One night in March, an understaffed hospital in Red Lake, a tiny town in northwestern Ontario, took the drastic step of shutting down its emergency department. Road signs bearing the ‘H’ symbol to guide drivers along the 60-mile route toward the hospital were covered up. The next hospital was more than two hours away.
Sue LeBeau, the chief executive of Red Lake Margaret Cochenour Memorial Hospital, took a picture of the covered hospital road sign. “This is something that moved me to tears when I saw it,” she said.
It was the first unplanned emergency room closure in Ontario since 2006, and it signaled a growing crisis, not just in one province, but across Canada. Since then, dozens of emergency rooms across the country have been forced to close, usually for a night, but sometimes for a weekend, because they don’t have enough workers.
A shortage of nurses — who have been driven away from the profession by unsafe working conditions, wage dissatisfaction, and burnout from the pandemic — has pushed Canadian hospitals to the brink.
With an underfunded public health system, Canada already has some of the longest health care wait times in the world, but now those have grown even longer, with patients reporting spending multiple days before being admitted to a hospital.
Nurses’ unions and other medical organizations are pushing for provincial governments, which administer health care in Canada, to declare the situation a “state of emergency” and direct more funding to address it.
“I don’t use those words lightly,” said Dr.
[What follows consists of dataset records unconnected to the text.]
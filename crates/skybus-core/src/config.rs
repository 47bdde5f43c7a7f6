//! Broker configuration

use std::path::PathBuf;
use std::time::Duration;

use crate::{ModuleKey, PartyId, MODULE_CLASS_COMM};

/// Identity the broker announces to modules as its own identity message.
#[derive(Clone, Debug)]
pub struct BrokerIdentity {
    /// Logical module id of the broker itself, e.g. "Communicator_Main".
    pub module_id: String,
    /// Always a "comm"-class module.
    pub module_class: String,
    /// Message types the broker itself wants from the cloud side.
    pub message_filter: Vec<u32>,
    /// Capability strings, usually empty for the broker.
    pub features: Vec<String>,
    /// Instance GUID, unique per broker instance.
    pub module_key: ModuleKey,
    pub version: String,
    pub party_id: PartyId,
    pub group_id: String,
}

impl Default for BrokerIdentity {
    fn default() -> Self {
        BrokerIdentity {
            module_id: "Communicator".to_string(),
            module_class: MODULE_CLASS_COMM.to_string(),
            message_filter: Vec::new(),
            features: Vec::new(),
            module_key: ModuleKey::default(),
            version: env!("CARGO_PKG_VERSION").to_string(),
            party_id: PartyId::default(),
            group_id: String::new(),
        }
    }
}

/// Broker tuning knobs. Bind/target addresses are supplied at the call sites
/// that construct the transport.
#[derive(Clone, Debug)]
pub struct BrokerConfig {
    pub identity: BrokerIdentity,
    /// Interval of the dead-module sweep.
    pub sweep_interval: Duration,
    /// Partial reassembly buffers older than this are discarded.
    pub reassembly_timeout: Duration,
    /// Where inbound image captures are persisted before cloud forwarding.
    pub image_capture_path: PathBuf,
}

impl Default for BrokerConfig {
    fn default() -> Self {
        BrokerConfig {
            identity: BrokerIdentity::default(),
            sweep_interval: Duration::from_secs(1),
            reassembly_timeout: Duration::from_secs(5),
            image_capture_path: PathBuf::from("img.jpg"),
        }
    }
}
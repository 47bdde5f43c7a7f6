//! Chunked UDP transport implementation

use std::net::SocketAddr;
use std::sync::atomic::{AtomicBool, Ordering};
use std::sync::Arc;
use std::time::Duration;

use parking_lot::Mutex;
use tokio::net::UdpSocket;
use tokio::sync::mpsc;
use tokio::task::JoinHandle;

use skybus_core::{BusError, BusResult};
use skybus_wire::{split_message, Reassembler, MAX_DATAGRAM_SIZE};

/// Completed messages with their sender address.
pub type MessageReceiver = mpsc::Receiver<(Vec<u8>, SocketAddr)>;

/// Buffered messages between the receive loop and the consumer.
const RECEIVE_QUEUE_DEPTH: usize = 64;

/// UDP socket speaking the chunked message framing.
///
/// `send_to` fragments and transmits under a send lock so chunks of two
/// concurrently sent messages never interleave on the wire. `start` spawns
/// the single background receive loop which reassembles inbound chunks per
/// source and emits complete messages.
pub struct ChunkSocket {
    socket: Arc<UdpSocket>,
    local_addr: SocketAddr,
    send_lock: tokio::sync::Mutex<()>,
    reassembly_timeout: Duration,
    started: AtomicBool,
    receive_task: Mutex<Option<JoinHandle<()>>>,
}

impl ChunkSocket {
    /// Bind to a local address. Bind failure is fatal for the broker, so
    /// callers propagate this error up to process exit.
    pub async fn bind(addr: SocketAddr, reassembly_timeout: Duration) -> BusResult<Self> {
        let socket = UdpSocket::bind(addr)
            .await
            .map_err(|e| BusError::Transport(format!("bind {addr}: {e}")))?;

        let local_addr = socket
            .local_addr()
            .map_err(|e| BusError::Transport(e.to_string()))?;

        Ok(ChunkSocket {
            socket: Arc::new(socket),
            local_addr,
            send_lock: tokio::sync::Mutex::new(()),
            reassembly_timeout,
            started: AtomicBool::new(false),
            receive_task: Mutex::new(None),
        })
    }

    /// Get local address
    pub fn local_addr(&self) -> SocketAddr {
        self.local_addr
    }

    /// Launch the background receive loop. Fails if called twice.
    pub fn start(&self) -> BusResult<MessageReceiver> {
        if self.started.swap(true, Ordering::SeqCst) {
            return Err(BusError::AlreadyStarted);
        }

        let (tx, rx) = mpsc::channel(RECEIVE_QUEUE_DEPTH);
        let socket = Arc::clone(&self.socket);
        let mut reassembler = Reassembler::new(self.reassembly_timeout);

        let task = tokio::spawn(async move {
            let mut buf = vec![0u8; MAX_DATAGRAM_SIZE];
            loop {
                match socket.recv_from(&mut buf).await {
                    Ok((len, addr)) => {
                        let Some(message) = reassembler.push(addr, &buf[..len]) else {
                            continue;
                        };
                        if tx.send((message, addr)).await.is_err() {
                            break; // Receiver dropped
                        }
                    }
                    Err(e) => {
                        tracing::warn!("UDP receive error: {}", e);
                    }
                }
            }
        });

        *self.receive_task.lock() = Some(task);
        Ok(rx)
    }

    /// Stop the receive loop. Idempotent; safe to call without `start`.
    pub fn stop(&self) {
        if let Some(task) = self.receive_task.lock().take() {
            task.abort();
        }
    }

    /// Send one logical message as a train of chunk datagrams. No
    /// retransmission, no acknowledgment.
    pub async fn send_to(&self, message: &[u8], dest: SocketAddr) -> BusResult<()> {
        let chunks = split_message(message)?;

        let _guard = self.send_lock.lock().await;
        for chunk in &chunks {
            self.socket
                .send_to(chunk, dest)
                .await
                .map_err(|e| BusError::Transport(format!("send to {dest}: {e}")))?;
        }
        Ok(())
    }
}

impl Drop for ChunkSocket {
    fn drop(&mut self) {
        self.stop();
    }
}
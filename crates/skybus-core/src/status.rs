//! Subsystem status flags
//!
//! One instance lives in the broker context and is shared with whatever
//! needs a cheap liveness view (fcb / camera module connected, cloud online).
//! Replaces a process-global status object with an explicitly passed handle.

use std::sync::atomic::{AtomicBool, Ordering};
use std::sync::Arc;

/// Shared subsystem-online flags. Clone is cheap (Arc).
#[derive(Clone, Debug, Default)]
pub struct SubsystemFlags {
    inner: Arc<Flags>,
}

#[derive(Debug, Default)]
struct Flags {
    fcb_connected: AtomicBool,
    camera_connected: AtomicBool,
    cloud_online: AtomicBool,
}

impl SubsystemFlags {
    pub fn new() -> Self {
        Self::default()
    }

    pub fn set_fcb_connected(&self, connected: bool) {
        self.inner.fcb_connected.store(connected, Ordering::Relaxed);
    }

    pub fn fcb_connected(&self) -> bool {
        self.inner.fcb_connected.load(Ordering::Relaxed)
    }

    pub fn set_camera_connected(&self, connected: bool) {
        self.inner
            .camera_connected
            .store(connected, Ordering::Relaxed);
    }

    pub fn camera_connected(&self) -> bool {
        self.inner.camera_connected.load(Ordering::Relaxed)
    }

    pub fn set_cloud_online(&self, online: bool) {
        self.inner.cloud_online.store(online, Ordering::Relaxed);
    }

    pub fn cloud_online(&self) -> bool {
        self.inner.cloud_online.load(Ordering::Relaxed)
    }
}
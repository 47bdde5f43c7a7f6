//! Process-wide vehicle snapshots
//!
//! Any module may report vehicle location or unit identity; the broker keeps
//! the latest snapshot and stamps it into outbound commands (image capture)
//! and the cloud identity announcement.

use serde_json::Value;

/// Last known vehicle location, as reported by whichever module owns motion
/// data. Coordinates are integer degrees*1e7, altitudes in millimetres.
#[derive(Clone, Debug, Default)]
pub struct UnitLocation {
    pub latitude: i64,
    pub longitude: i64,
    pub altitude: i64,
    pub altitude_relative: i64,
    pub h_acc: i64,
    pub yaw: i64,
    pub last_access_time: u64,
    pub is_new: bool,
    pub is_valid: bool,
}

impl UnitLocation {
    /// Overwrite the snapshot from a location-info payload. Returns false and
    /// leaves the snapshot untouched when a required field is missing.
    pub fn update_from(&mut self, ms: &Value, now_us: u64) -> bool {
        let (Some(la), Some(ln), Some(a)) =
            (ms["la"].as_i64(), ms["ln"].as_i64(), ms["a"].as_i64())
        else {
            return false;
        };

        self.latitude = la;
        self.longitude = ln;
        self.altitude = a;
        self.altitude_relative = ms["r"].as_i64().unwrap_or(0);
        self.h_acc = ms["ha"].as_i64().unwrap_or(0);
        self.yaw = ms["y"].as_i64().unwrap_or(0);
        self.last_access_time = now_us;
        self.is_new = true;
        self.is_valid = true;
        true
    }
}

/// Vehicle-level capabilities accumulated from module feature declarations.
#[derive(Clone, Copy, Debug, Default, PartialEq, Eq)]
pub struct VehiclePermissions {
    pub telemetry_tx: bool,
    pub telemetry_rx: bool,
    pub video: bool,
    pub camera_control: bool,
}

impl VehiclePermissions {
    /// Merge one capability string ("T", "R", "V", "C"). Returns true when
    /// the permission set actually changed.
    pub fn merge_feature(&mut self, feature: &str) -> bool {
        let slot = match feature {
            "T" => &mut self.telemetry_tx,
            "R" => &mut self.telemetry_rx,
            "V" => &mut self.video,
            "C" => &mut self.camera_control,
            _ => return false,
        };
        let changed = !*slot;
        *slot = true;
        changed
    }
}

/// Aggregated vehicle identity as last reported by the flight-control module.
#[derive(Clone, Debug, Default)]
pub struct UnitInfo {
    pub vehicle_type: i64,
    pub flying_mode: i64,
    pub gps_mode: i64,
    pub use_fcb: bool,
    pub autopilot: i64,
    pub is_armed: bool,
    pub is_flying: bool,
    pub telemetry_protocol: i64,
    pub flying_last_start_time: i64,
    pub flying_total_duration: i64,
    pub is_tracking_mode: bool,
    pub manual_tx_blocked_mode: i64,
    pub is_gcs_blocked: bool,
    pub swarm_follower_formation: i64,
    pub swarm_leader_formation: i64,
    pub swarm_leader_i_am_following: String,
    pub permissions: VehiclePermissions,
}

impl UnitInfo {
    /// Overwrite the snapshot from a unit-identity payload. Fields absent
    /// from the payload keep serde_json defaults rather than stale values so
    /// the snapshot always mirrors the latest complete report.
    pub fn update_from(&mut self, ms: &Value) -> bool {
        let Some(vehicle_type) = ms["VT"].as_i64() else {
            return false;
        };

        self.vehicle_type = vehicle_type;
        self.flying_mode = ms["FM"].as_i64().unwrap_or(0);
        self.gps_mode = ms["GM"].as_i64().unwrap_or(0);
        self.use_fcb = ms["FI"].as_bool().unwrap_or(false);
        self.autopilot = ms["AP"].as_i64().unwrap_or(0);
        self.is_armed = ms["AR"].as_bool().unwrap_or(false);
        self.is_flying = ms["FL"].as_bool().unwrap_or(false);
        self.telemetry_protocol = ms["TP"].as_i64().unwrap_or(0);
        self.flying_last_start_time = ms["z"].as_i64().unwrap_or(0);
        self.flying_total_duration = ms["a"].as_i64().unwrap_or(0);
        self.is_tracking_mode = ms["b"].as_bool().unwrap_or(false);
        self.manual_tx_blocked_mode = ms["C"].as_i64().unwrap_or(0);
        self.is_gcs_blocked = ms["B"].as_bool().unwrap_or(false);
        self.swarm_follower_formation = ms["n"].as_i64().unwrap_or(0);
        self.swarm_leader_formation = ms["o"].as_i64().unwrap_or(0);
        self.swarm_leader_i_am_following =
            ms["q"].as_str().unwrap_or_default().to_string();
        true
    }
}

#[cfg(test)]
mod tests {
    use super::*;
    use serde_json::json;

    #[test]
    fn test_location_update() {
        let mut loc = UnitLocation::default();
        assert!(!loc.is_valid);

        let ms = json!({"la": 473977418, "ln": 85455938, "a": 540000, "r": 12000, "ha": 3, "y": 180});
        assert!(loc.update_from(&ms, 42));

        assert_eq!(loc.latitude, 473977418);
        assert_eq!(loc.yaw, 180);
        assert_eq!(loc.last_access_time, 42);
        assert!(loc.is_valid);
        assert!(loc.is_new);
    }

    #[test]
    fn test_location_update_rejects_partial_payload() {
        let mut loc = UnitLocation::default();
        assert!(!loc.update_from(&json!({"la": 1, "ln": 2}), 0));
        assert!(!loc.is_valid);
    }

    #[test]
    fn test_permissions_merge_reports_change() {
        let mut perms = VehiclePermissions::default();
        assert!(perms.merge_feature("T"));
        assert!(!perms.merge_feature("T"));
        assert!(perms.merge_feature("V"));
        assert!(!perms.merge_feature("X"));
        assert!(perms.telemetry_tx);
        assert!(perms.video);
        assert!(!perms.camera_control);
    }

    #[test]
    fn test_unit_info_update() {
        let mut info = UnitInfo::default();
        let ms = json!({
            "VT": 2, "FM": 3, "GM": 1, "FI": true, "AP": 3, "AR": true,
            "FL": false, "TP": 1, "z": 0, "a": 1200, "b": false, "C": 0,
            "B": false, "n": 1, "o": 0, "q": "leader-1"
        });
        assert!(info.update_from(&ms));
        assert!(info.is_armed);
        assert!(info.use_fcb);
        assert_eq!(info.swarm_leader_i_am_following, "leader-1");
    }
}
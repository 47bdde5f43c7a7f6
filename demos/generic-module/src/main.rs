//! Generic module demo
//!
//! Registers with a local broker, subscribes to the dummy message type, and
//! exchanges counter payloads with any other instance of itself:
//!
//! ```text
//! generic-module <module_name> <broker_port> <listen_port> [rate_ms]
//! ```
//!
//! Run a broker, then two instances with different names and ports, and
//! watch each one print the other's counters.

use std::process::exit;
use std::time::Duration;

use serde_json::json;

use skybus_module::{ModuleClient, ModuleConfig};

/// Scratch message type in the user range; the broker only routes it.
const TYPE_DEMO_COUNTER: u32 = 85_001;

#[tokio::main]
async fn main() {
    tracing_subscriber::fmt()
        .with_env_filter(
            tracing_subscriber::EnvFilter::try_from_default_env()
                .unwrap_or_else(|_| "info".into()),
        )
        .init();

    let args: Vec<String> = std::env::args().collect();
    if args.len() < 4 {
        eprintln!("usage: {} module_name broker_port listen_port [rate_ms]", args[0]);
        exit(1);
    }

    let module_name = args[1].clone();
    let broker_port: u16 = args[2].parse().unwrap_or_else(|_| {
        eprintln!("bad broker_port: {}", args[2]);
        exit(1);
    });
    let listen_port: u16 = args[3].parse().unwrap_or_else(|_| {
        eprintln!("bad listen_port: {}", args[3]);
        exit(1);
    });
    let rate_ms: u64 = args
        .get(4)
        .map(|v| v.parse().unwrap_or(1_000))
        .unwrap_or(1_000);

    let client = ModuleClient::connect(ModuleConfig {
        module_id: module_name.clone(),
        message_filter: vec![TYPE_DEMO_COUNTER],
        listen_addr: format!("127.0.0.1:{listen_port}").parse().unwrap(),
        broker_addr: format!("127.0.0.1:{broker_port}").parse().unwrap(),
        ..Default::default()
    })
    .await
    .unwrap_or_else(|e| {
        eprintln!("failed to bind module socket: {e}");
        exit(1);
    });

    let mut rx = client.start().expect("receiver already started");
    client.spawn_announcer();
    tracing::info!(module = %module_name, addr = %client.local_addr(), "module up");

    let sender = client.clone();
    let sender_name = module_name.clone();
    tokio::spawn(async move {
        let mut counter: u64 = 0;
        let mut ticker = tokio::time::interval(Duration::from_millis(rate_ms));
        loop {
            ticker.tick().await;
            counter += 1;
            let cmd = json!({"from": sender_name, "counter": counter});
            if let Err(e) = sender
                .send_message(None, TYPE_DEMO_COUNTER, cmd, true)
                .await
            {
                tracing::warn!("send failed: {e}");
            }
        }
    });

    while let Some((message, from)) = rx.recv().await {
        match serde_json::from_slice::<serde_json::Value>(&message) {
            Ok(parsed) => {
                println!("[{module_name}] {} <- {}", parsed["ms"], from);
            }
            Err(_) => tracing::warn!(%from, "non-JSON message"),
        }
    }
}
//! Message-type subscription index
//!
//! Maps a message type to the modules that declared it in their identity
//! filter. Union-only: module death never removes entries, dead peers are
//! skipped at dispatch time instead.

use std::collections::HashMap;

use serde_json::Value;

use skybus_core::ModuleId;

#[derive(Debug, Default)]
pub struct SubscriptionIndex {
    by_type: HashMap<u32, Vec<ModuleId>>,
}

impl SubscriptionIndex {
    pub fn new() -> Self {
        Self::default()
    }

    /// Union a module's declared message filter into the index.
    ///
    /// Returns true when at least one new (type, module) pair was added, so
    /// registration can tell whether anything actually changed.
    pub fn subscribe_all(&mut self, module_id: &ModuleId, filter: &Value) -> bool {
        let Some(types) = filter.as_array() else {
            return false;
        };

        let mut added = false;
        for t in types.iter().filter_map(Value::as_u64) {
            let subscribers = self.by_type.entry(t as u32).or_default();
            if !subscribers.contains(module_id) {
                subscribers.push(module_id.clone());
                added = true;
            }
        }
        added
    }

    /// Modules subscribed to a message type, in subscription order.
    pub fn subscribers(&self, message_type: u32) -> &[ModuleId] {
        self.by_type
            .get(&message_type)
            .map(Vec::as_slice)
            .unwrap_or_default()
    }
}

#[cfg(test)]
mod tests {
    use super::*;
    use serde_json::json;

    #[test]
    fn test_subscribe_union_no_duplicates() {
        let mut index = SubscriptionIndex::new();
        let id = ModuleId::new("fcb1");

        assert!(index.subscribe_all(&id, &json!([1002, 1010])));
        // Idempotent: resubscribing the same filter adds nothing.
        assert!(!index.subscribe_all(&id, &json!([1002, 1010])));
        // A partially new filter still reports a change.
        assert!(index.subscribe_all(&id, &json!([1010, 1030])));

        assert_eq!(index.subscribers(1002), &[id.clone()]);
        assert_eq!(index.subscribers(1030), &[id]);
    }

    #[test]
    fn test_subscription_order_preserved() {
        let mut index = SubscriptionIndex::new();
        index.subscribe_all(&ModuleId::new("a"), &json!([9001]));
        index.subscribe_all(&ModuleId::new("b"), &json!([9001]));

        let ids: Vec<&str> = index.subscribers(9001).iter().map(|m| m.as_str()).collect();
        assert_eq!(ids, ["a", "b"]);
    }

    #[test]
    fn test_unknown_type_has_no_subscribers() {
        let index = SubscriptionIndex::new();
        assert!(index.subscribers(4242).is_empty());
    }

    #[test]
    fn test_non_array_filter_ignored() {
        let mut index = SubscriptionIndex::new();
        assert!(!index.subscribe_all(&ModuleId::new("x"), &json!("")));
        assert!(!index.subscribe_all(&ModuleId::new("x"), &Value::Null));
    }
}
impl Broker {
    /// Entry point for one reassembled datagram.
    pub async fn handle_inbound(&self, message: &[u8], src: SocketAddr) {
        // The JSON envelope ends at the first NUL; anything after is an
        // opaque binary tail some kinds carry.
        let (json_part, _) = split_at_nul(message);
        let envelope = match Envelope::parse(json_part) {
            Ok(envelope) => envelope,
            Err(e) => {
                tracing::debug!(%src, "dropping malformed datagram: {}", e);
                return;
            }
        };

        match MessageKind::from_type(envelope.message_type) {
            MessageKind::ModuleId => self.handle_module_identity(&envelope, src).await,
            MessageKind::ModuleRemoteExecute => self.handle_remote_execute(&envelope),
            MessageKind::ModuleLocationInfo => {
                let now = self.now_us();
                self.inner.unit_location.lock().update_from(envelope.cmd(), now);
            }
            MessageKind::UnitIdentity => self.handle_unit_identity(&envelope),
            MessageKind::Image => self.handle_image(&envelope, message),
            MessageKind::P2pAction => self.handle_p2p_action(&envelope),
            MessageKind::SwarmRelay => self.handle_swarm_relay(&envelope, message),
            MessageKind::Opaque(_) => self.handle_opaque(&envelope, message).await,
        }
    }

    /// Fan a message out to every live, licensed subscriber of its type,
    /// skipping the module that originated it. Public because the cloud
    /// client pushes server-received messages through the same path.
    pub async fn dispatch_to_subscribers(
        &self,
        message_type: u32,
        message: &[u8],
        sender_module_key: &str,
    ) {
        let _serialized = self.inner.fanout.lock().await;

        let targets: Vec<SocketAddr> = {
            let mut registry = self.inner.registry.lock();
            let state = &mut *registry;

            let mut targets = Vec::new();
            for module_id in state.subscriptions.subscribers(message_type) {
                let Some(entry) = state.modules.get_mut(module_id) else {
                    tracing::error!(module = %module_id, message_type, "subscribed module is not available");
                    continue;
                };
                if entry.license == LicenseStatus::VerifiedBad {
                    if !entry.license_alerted {
                        entry.license_alerted = true;
                        self.inner.hooks.alerts.notify(
                            Severity::Alert,
                            &format!("Module {} is not allowed to run.", entry.module_id),
                        );
                    }
                    continue;
                }
                if entry.is_dead {
                    continue;
                }
                if entry.module_key.matches(sender_module_key) {
                    continue; // never echo a message back to its origin
                }
                targets.push(entry.address);
            }
            targets
        };

        for addr in targets {
            self.send_raw(message, addr).await;
        }
    }

    async fn handle_module_identity(&self, envelope: &Envelope, src: SocketAddr) {
        let now = self.now_us();
        let effect = {
            let mut registry = self.inner.registry.lock();
            let mut unit_info = self.inner.unit_info.lock();
            registry.register_or_update(
                envelope.cmd(),
                src,
                now,
                &*self.inner.hooks.auth,
                &*self.inner.hooks.alerts,
                &self.inner.flags,
                &mut unit_info,
            )
        };
        let Some(effect) = effect else { return };

        if effect.changed {
            self.inner
                .hooks
                .cloud
                .announce_identity(envelope.target_id.as_deref());
        }
        if effect.resend_requested {
            let reply = self.identity_json(false).to_string();
            self.send_raw(reply.as_bytes(), src).await;
        }
    }

    /// Module-directed command for the broker itself. Never forwarded.
    fn handle_remote_execute(&self, envelope: &Envelope) {
        let Some(command) = envelope.cmd()["C"].as_u64() else {
            return;
        };

        if command as u32 == TYPE_SYSTEM_LOAD_TASKS {
            let cloud = &self.inner.hooks.cloud;
            cloud.load_tasks_by_scope(TaskScope::Group, TYPE_EXTERNAL_GEOFENCE);
            cloud.load_tasks_by_scope(TaskScope::Group, TYPE_UPLOAD_WAYPOINTS);
        }
    }

    fn handle_unit_identity(&self, envelope: &Envelope) {
        if self.inner.unit_info.lock().update_from(envelope.cmd()) {
            self.inner.hooks.cloud.announce_identity(None);
        }
    }

    fn handle_image(&self, envelope: &Envelope, message: &[u8]) {
        let (_, binary) = split_at_nul(message);
        let binary = binary.unwrap_or_default();
        let target = envelope.target_id.as_deref();

        if !envelope.is_intermodule() {
            if let Err(e) = std::fs::write(&self.inner.config.image_capture_path, binary) {
                tracing::warn!("image capture write failed: {}", e);
            }
            self.inner
                .hooks
                .cloud
                .send_binary_command(target, TYPE_IMAGE, binary, Value::Null);
            return;
        }

        // Intermodule copy: stamp the last known location into the command
        // before forwarding, if we have one.
        let location = self.inner.unit_location.lock().clone();
        if !location.is_valid {
            return;
        }

        let mut cmd = envelope.cmd().clone();
        cmd["prv"] = json!("gps");
        cmd["lat"] = json!(location.latitude);
        cmd["lng"] = json!(location.longitude);
        cmd["alt"] = json!(location.altitude);
        cmd["tim"] = json!(self.now_us());
        self.inner
            .hooks
            .cloud
            .send_binary_command(target, TYPE_IMAGE, binary, cmd);
    }

    fn handle_p2p_action(&self, envelope: &Envelope) {
        let cmd = envelope.cmd();
        if cmd["a"].as_i64() != Some(P2P_ACTION_CONNECT_TO_MAC) {
            return;
        }
        if let Some(party) = cmd["int_prty"].as_str() {
            self.inner.hooks.p2p.connect_to_mesh(party);
        }
    }

    /// Swarm payloads prefer the direct mesh route; the cloud is the
    /// fallback when no route exists.
    fn handle_swarm_relay(&self, envelope: &Envelope, message: &[u8]) {
        let target = envelope.target_id.as_deref();
        if self.inner.hooks.p2p.relay_swarm(target, message) {
            return;
        }
        self.inner.hooks.cloud.relay_raw(
            message,
            envelope.is_system(),
            is_binary(message),
            target,
            envelope.message_type,
            envelope.cmd(),
        );
    }

    /// Types the broker does not interpret. A sender-key field marks a
    /// module-originated message that must reach local subscribers;
    /// everything except intermodule-only traffic also relays to the cloud.
    async fn handle_opaque(&self, envelope: &Envelope, message: &[u8]) {
        if let Some(sender_key) = envelope.sender_module_key.as_deref() {
            self.dispatch_to_subscribers(envelope.message_type, message, sender_key)
                .await;
        }

        if envelope.is_intermodule() {
            return;
        }

        self.inner.hooks.cloud.relay_raw(
            message,
            envelope.is_system(),
            is_binary(message),
            envelope.target_id.as_deref(),
            envelope.message_type,
            envelope.cmd(),
        );
    }
}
Paul Parks, president of the emergency medicine section of the Alberta Medical Association, an advocacy group representing about 14,000 physicians in the western Canadian province.
To help address the crisis, the nation’s health authorities are trying to attract nurses from abroad and retain current or recently retired staff.
Jean-Yves Duclos, Canada’s health minister, announced last month that he was reinstating the position of chief nursing officer, a person who helps shape national policy, and a role that the government scrapped a decade ago.
“We need to support our nurses, make sure they are heard and that their challenges are met with solutions,” he said at a news conference alongside Leigh Chapman, a nurse and researcher who was appointed to the position.
Canada spends more on health care than all but four countries. Last year, the federal government provided 42 billion Canadian dollars for health care through a funding arrangement that increases by at least three percent per year to each of the country’s 13 provinces and territories.
But provincial leaders say that’s lower than the five percent yearly increase in the costs associated with delivering health care and are pressing the federal government to boost annual funding by at least 28 billion Canadian dollars.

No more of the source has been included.